Problem 5: Matrix Multiplication (hw5pr5.py) [15 extra points; individual or pair] Practice with array manipulation (Difficulty: Medium)

Homework 5, Problem 5: Gaussian Elimination [15 extra points; individual or pair]

Submission: Submit your hw5pr5.py file to the submission server

In this problem you will write a series of functions which, taken together, will implement a linear-equation solver based on a technique called Gaussian Elimination. Gaussian elimination is another name for the process of using row operations in order to bring a matrix to reduced-row-echelon form.

It turns out that this is simply a natural end result from writing a few short functions -- the row operations -- that alter 2d arrays.

Your main function, gauss(), should contain an array named A. Upon startup, the array A should have the following 3x4 default value:

A = [ [2.0,4.0,5.0,34.0], [2.0,7.0,4.0,36.0], [3.0,5.0,4.0,35.0] ]

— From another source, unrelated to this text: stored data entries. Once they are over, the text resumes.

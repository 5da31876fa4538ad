//! Response head and the parsed, successful response.
//!
//! A [`Response`] is only ever built through [`Response::from_parts`], which
//! decompresses the body, checks the status against the format's success set and
//! either parses the body or turns it into [`HttpError::Status`]. Holding a
//! `Response<T>` therefore means the call succeeded.

use std::borrow::Cow;
use std::io::Read;

use bytes::Bytes;
use flate2::read::{GzDecoder, ZlibDecoder};
use http::{HeaderMap, StatusCode, Version, header};
use tracing::{debug, trace};

use crate::protocol::format::ResponseFormat;
use crate::protocol::{HttpError, ParseError};

#[derive(Debug, Clone)]
pub struct ResponseHead {
    status: StatusCode,
    reason: String,
    version: Version,
    headers: HeaderMap,
}

impl ResponseHead {
    pub fn new(status: StatusCode, reason: String, version: Version, headers: HeaderMap) -> Self {
        Self { status, reason, version, headers }
    }

    pub fn status(&self) -> StatusCode {
        self.status
    }

    /// Reason phrase as sent by the server.
    pub fn reason(&self) -> &str {
        &self.reason
    }

    pub fn version(&self) -> Version {
        self.version
    }

    pub fn headers(&self) -> &HeaderMap {
        &self.headers
    }
}

#[derive(Debug)]
pub struct Response<T> {
    head: ResponseHead,
    body: Bytes,
    object: T,
}

impl<T> Response<T> {
    /// Builds the response for `format`, or the error the server reported.
    ///
    /// `driver` names the provider in [`ParseError::Malformed`] errors.
    pub fn from_parts<F>(format: &F, head: ResponseHead, body: Bytes, driver: Option<&str>) -> Result<Self, HttpError>
    where
        F: ResponseFormat<Output = T> + ?Sized,
    {
        let body = decompress_body(head.headers(), body)?;
        let text = String::from_utf8_lossy(&body);
        let skip_parse = body.is_empty() && !format.parse_zero_length_body();

        if !format.success(head.status()) {
            let message = if skip_parse { String::new() } else { format.parse_error(&text, driver)? };
            debug!(status = %head.status(), reason = head.reason(), "request failed");
            return Err(HttpError::status(head.status(), head.reason(), message));
        }

        let object = if skip_parse { format.empty_body() } else { format.parse_body(&text, driver)? };
        Ok(Self { head, body, object })
    }

    pub fn status(&self) -> StatusCode {
        self.head.status()
    }

    pub fn reason(&self) -> &str {
        self.head.reason()
    }

    pub fn headers(&self) -> &HeaderMap {
        self.head.headers()
    }

    pub fn head(&self) -> &ResponseHead {
        &self.head
    }

    /// Decompressed (or whitespace trimmed) body bytes.
    pub fn body(&self) -> &Bytes {
        &self.body
    }

    pub fn text(&self) -> Cow<'_, str> {
        String::from_utf8_lossy(&self.body)
    }

    /// The body as parsed by the response format.
    pub fn object(&self) -> &T {
        &self.object
    }

    pub fn into_object(self) -> T {
        self.object
    }

    pub fn into_parts(self) -> (ResponseHead, Bytes, T) {
        (self.head, self.body, self.object)
    }
}

/// Undoes `Content-Encoding: gzip|x-gzip|deflate|zlib`, any other body only loses
/// its surrounding ASCII whitespace.
pub fn decompress_body(headers: &HeaderMap, body: Bytes) -> Result<Bytes, ParseError> {
    let encoding = headers.get(header::CONTENT_ENCODING).and_then(|v| v.to_str().ok()).map(str::trim);

    let mut decoded = Vec::with_capacity(body.len() * 2);
    match encoding {
        Some(e) if e.eq_ignore_ascii_case("gzip") || e.eq_ignore_ascii_case("x-gzip") => {
            GzDecoder::new(&body[..])
                .read_to_end(&mut decoded)
                .map_err(|source| ParseError::Decompress { encoding: "gzip", source })?;
        }
        Some(e) if e.eq_ignore_ascii_case("deflate") || e.eq_ignore_ascii_case("zlib") => {
            ZlibDecoder::new(&body[..])
                .read_to_end(&mut decoded)
                .map_err(|source| ParseError::Decompress { encoding: "zlib", source })?;
        }
        _ => return Ok(body.slice_ref(body.trim_ascii())),
    }

    trace!(compressed = body.len(), decompressed = decoded.len(), "decompressed response body");
    Ok(Bytes::from(decoded))
}
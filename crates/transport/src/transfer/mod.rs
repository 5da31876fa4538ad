//! Moving object data between the local system and a storage endpoint.
//!
//! Uploads go out over a [`RawRequest`](crate::connection::RawRequest) through a
//! [`ByteSink`], downloads are read from a [`RawResponse`](crate::connection::RawResponse)
//! body. Both compute a content hash on the way and report a [`TransferResult`].
//!
//! What a provider supports is described by a [`TransferConfig`]; the
//! [`TransferEngine`] applies it.

mod chunks;
pub use chunks::read_in_chunks;

mod hash;
pub use hash::ContentHasher;
pub use hash::HashAlgorithm;

mod sink;
pub use sink::ByteSink;
pub use sink::LocalByteSink;
pub use sink::WriterSink;

mod stream;
pub use stream::stream_data;
pub use stream::upload_data;

mod object;
pub use object::Container;
pub use object::StorageObject;

mod upload;
pub use upload::StreamUploader;
pub use upload::UploadBody;
pub use upload::UploadOutcome;
pub use upload::UploadRequest;
pub use upload::UploadSource;
pub use upload::Uploader;

mod download;
pub use download::SaveOptions;
pub use download::check_object_response;

pub const DEFAULT_CHUNK_SIZE: usize = 8096;

/// Transfer capabilities of a storage provider.
#[derive(Debug, Clone, Copy, PartialEq, Eq)]
pub struct TransferConfig {
    hash_algorithm: HashAlgorithm,
    supports_chunked_encoding: bool,
    strict_mode: bool,
    chunk_size: usize,
}

impl Default for TransferConfig {
    fn default() -> Self {
        Self {
            hash_algorithm: HashAlgorithm::Md5,
            supports_chunked_encoding: false,
            strict_mode: false,
            chunk_size: DEFAULT_CHUNK_SIZE,
        }
    }
}

impl TransferConfig {
    #[must_use]
    pub fn with_hash_algorithm(mut self, hash_algorithm: HashAlgorithm) -> Self {
        self.hash_algorithm = hash_algorithm;
        self
    }

    /// Whether stream uploads may use `Transfer-Encoding: chunked`. Without it a
    /// stream is read into memory first to learn its length.
    #[must_use]
    pub fn with_chunked_encoding(mut self, supports_chunked_encoding: bool) -> Self {
        self.supports_chunked_encoding = supports_chunked_encoding;
        self
    }

    /// Refuse uploads whose content type can't be guessed instead of sending
    /// `application/octet-stream`.
    #[must_use]
    pub fn with_strict_mode(mut self, strict_mode: bool) -> Self {
        self.strict_mode = strict_mode;
        self
    }

    #[must_use]
    pub fn with_chunk_size(mut self, chunk_size: usize) -> Self {
        self.chunk_size = chunk_size;
        self
    }

    pub fn hash_algorithm(&self) -> HashAlgorithm {
        self.hash_algorithm
    }

    pub fn supports_chunked_encoding(&self) -> bool {
        self.supports_chunked_encoding
    }

    pub fn strict_mode(&self) -> bool {
        self.strict_mode
    }

    pub fn chunk_size(&self) -> usize {
        self.chunk_size
    }
}

/// Outcome of one upload or download attempt.
#[derive(Debug, Clone, PartialEq, Eq)]
pub struct TransferResult {
    success: bool,
    content_hash: Option<String>,
    bytes_transferred: u64,
}

impl TransferResult {
    pub(crate) fn new(success: bool, content_hash: Option<String>, bytes_transferred: u64) -> Self {
        Self { success, content_hash, bytes_transferred }
    }

    pub(crate) fn failed(bytes_transferred: u64) -> Self {
        Self::new(false, None, bytes_transferred)
    }

    pub fn success(&self) -> bool {
        self.success
    }

    /// Hex digest of the transferred payload, absent when hashing was off or the transfer failed.
    pub fn content_hash(&self) -> Option<&str> {
        self.content_hash.as_deref()
    }

    pub fn bytes_transferred(&self) -> u64 {
        self.bytes_transferred
    }
}

/// Uploads and downloads objects the way a provider's [`TransferConfig`] allows.
#[derive(Debug, Clone, Default)]
pub struct TransferEngine {
    config: TransferConfig,
}

impl TransferEngine {
    pub fn new(config: TransferConfig) -> Self {
        Self { config }
    }

    pub fn config(&self) -> &TransferConfig {
        &self.config
    }
}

Please use this default value -- it will be convenient for testing. In addition, one of the menu options will allow the user to change this matrix.

Then, the program should offer the user the following menu:

(1) Enter the size and values of an array (2) Print the array (3) Multiply an array row by a constant (4) Add one row into another (5) Add a multiple of one row to another (6) Solve! (7) Invert! [This is extra...]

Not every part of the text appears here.